What the task asks: Can you quote the records below in full, word for word?
Segment Start: Given entries
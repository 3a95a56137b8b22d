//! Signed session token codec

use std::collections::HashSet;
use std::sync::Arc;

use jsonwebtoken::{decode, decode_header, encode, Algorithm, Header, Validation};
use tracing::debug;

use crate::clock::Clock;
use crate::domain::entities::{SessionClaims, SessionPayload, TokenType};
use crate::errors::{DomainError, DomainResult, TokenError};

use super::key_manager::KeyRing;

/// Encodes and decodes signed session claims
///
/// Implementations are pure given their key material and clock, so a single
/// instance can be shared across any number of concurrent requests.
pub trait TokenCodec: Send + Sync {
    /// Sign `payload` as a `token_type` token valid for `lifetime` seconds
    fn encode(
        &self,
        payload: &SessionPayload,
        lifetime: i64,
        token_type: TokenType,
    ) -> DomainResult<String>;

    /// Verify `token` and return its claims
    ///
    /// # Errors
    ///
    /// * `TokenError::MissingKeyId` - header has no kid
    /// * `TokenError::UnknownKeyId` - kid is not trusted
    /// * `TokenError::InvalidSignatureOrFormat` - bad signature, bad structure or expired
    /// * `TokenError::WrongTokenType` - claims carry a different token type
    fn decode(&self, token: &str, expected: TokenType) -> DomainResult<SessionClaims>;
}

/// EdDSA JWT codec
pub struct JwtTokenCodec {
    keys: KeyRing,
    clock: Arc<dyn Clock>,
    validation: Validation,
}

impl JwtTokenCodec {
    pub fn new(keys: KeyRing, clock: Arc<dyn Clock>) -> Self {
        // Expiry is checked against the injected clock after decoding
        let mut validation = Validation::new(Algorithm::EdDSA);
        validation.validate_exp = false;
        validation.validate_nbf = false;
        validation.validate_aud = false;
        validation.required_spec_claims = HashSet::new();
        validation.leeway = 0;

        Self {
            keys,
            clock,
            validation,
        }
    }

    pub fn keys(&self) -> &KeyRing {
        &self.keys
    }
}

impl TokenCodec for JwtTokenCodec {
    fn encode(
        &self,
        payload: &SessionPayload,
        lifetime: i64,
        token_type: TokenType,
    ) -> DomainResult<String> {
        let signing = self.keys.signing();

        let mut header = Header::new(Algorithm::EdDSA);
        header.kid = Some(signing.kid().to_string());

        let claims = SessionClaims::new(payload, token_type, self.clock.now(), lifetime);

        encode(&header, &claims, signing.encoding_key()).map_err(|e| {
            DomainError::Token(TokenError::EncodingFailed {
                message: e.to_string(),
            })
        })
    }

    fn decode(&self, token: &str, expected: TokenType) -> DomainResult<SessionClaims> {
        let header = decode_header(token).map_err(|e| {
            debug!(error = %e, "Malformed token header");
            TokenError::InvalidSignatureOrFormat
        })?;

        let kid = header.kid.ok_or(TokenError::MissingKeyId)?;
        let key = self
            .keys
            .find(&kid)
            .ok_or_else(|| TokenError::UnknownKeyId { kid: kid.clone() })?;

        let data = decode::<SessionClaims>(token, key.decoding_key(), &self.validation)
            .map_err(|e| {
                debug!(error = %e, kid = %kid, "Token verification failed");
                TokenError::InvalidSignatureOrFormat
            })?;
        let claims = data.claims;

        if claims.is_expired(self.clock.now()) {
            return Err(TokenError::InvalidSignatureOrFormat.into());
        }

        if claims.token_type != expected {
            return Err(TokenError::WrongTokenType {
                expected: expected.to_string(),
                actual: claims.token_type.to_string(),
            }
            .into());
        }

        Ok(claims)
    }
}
Segment End: Given entries
Problem solution:
repository 3a95a56137b8b22d
//! Signed session token codec

use std::collections::HashSet;
use std::sync::Arc;

use jsonwebtoken::{decode, decode_header, encode, Algorithm, Header, Validation};
use tracing::debug;

use crate::clock::Clock;
use crate::domain::entities::{SessionClaims, SessionPayload, TokenType};
use crate::errors::{DomainError, DomainResult, TokenError};

use super::key_manager::KeyRing;

/// Encodes and decodes signed session claims
///
/// Implementations are pure given their key material and clock, so a single
/// instance can be shared across any number of concurrent requests.
pub trait TokenCodec: Send + Sync {
    /// Sign `payload` as a `token_type` token valid for `lifetime` seconds
    fn encode(
        &self,
        payload: &SessionPayload,
        lifetime: i64,
        token_type: TokenType,
    ) -> DomainResult<String>;

    /// Verify `token` and return its claims
    ///
    /// # Errors
    ///
    /// * `TokenError::MissingKeyId` - header has no kid
    /// * `TokenError::UnknownKeyId` - kid is not trusted
    /// * `TokenError::InvalidSignatureOrFormat` - bad signature, bad structure or expired
    /// * `TokenError::WrongTokenType` - claims carry a different token type
    fn decode(&self, token: &str, expected: TokenType) -> DomainResult<SessionClaims>;
}

/// EdDSA JWT codec
pub struct JwtTokenCodec {
    keys: KeyRing,
    clock: Arc<dyn Clock>,
    validation: Validation,
}

impl JwtTokenCodec {
    pub fn new(keys: KeyRing, clock: Arc<dyn Clock>) -> Self {
        // Expiry is checked against the injected clock after decoding
        let mut validation = Validation::new(Algorithm::EdDSA);
        validation.validate_exp = false;
        validation.validate_nbf = false;
        validation.validate_aud = false;
        validation.required_spec_claims = HashSet::new();
        validation.leeway = 0;

        Self {
            keys,
            clock,
            validation,
        }
    }

    pub fn keys(&self) -> &KeyRing {
        &self.keys
    }
}

impl TokenCodec for JwtTokenCodec {
    fn encode(
        &self,
        payload: &SessionPayload,
        lifetime: i64,
        token_type: TokenType,
    ) -> DomainResult<String> {
        let signing = self.keys.signing();

        let mut header = Header::new(Algorithm::EdDSA);
        header.kid = Some(signing.kid().to_string());

        let claims = SessionClaims::new(payload, token_type, self.clock.now(), lifetime);

        encode(&header, &claims, signing.encoding_key()).map_err(|e| {
            DomainError::Token(TokenError::EncodingFailed {
                message: e.to_string(),
            })
        })
    }

    fn decode(&self, token: &str, expected: TokenType) -> DomainResult<SessionClaims> {
        let header = decode_header(token).map_err(|e| {
            debug!(error = %e, "Malformed token header");
            TokenError::InvalidSignatureOrFormat
        })?;

        let kid = header.kid.ok_or(TokenError::MissingKeyId)?;
        let key = self
            .keys
            .find(&kid)
            .ok_or_else(|| TokenError::UnknownKeyId { kid: kid.clone() })?;

        let data = decode::<SessionClaims>(token, key.decoding_key(), &self.validation)
            .map_err(|e| {
                debug!(error = %e, kid = %kid, "Token verification failed");
                TokenError::InvalidSignatureOrFormat
            })?;
        let claims = data.claims;

        if claims.is_expired(self.clock.now()) {
            return Err(TokenError::InvalidSignatureOrFormat.into());
        }

        if claims.token_type != expected {
            return Err(TokenError::WrongTokenType {
                expected: expected.to_string(),
                actual: claims.token_type.to_string(),
            }
            .into());
        }

        Ok(claims)
    }
}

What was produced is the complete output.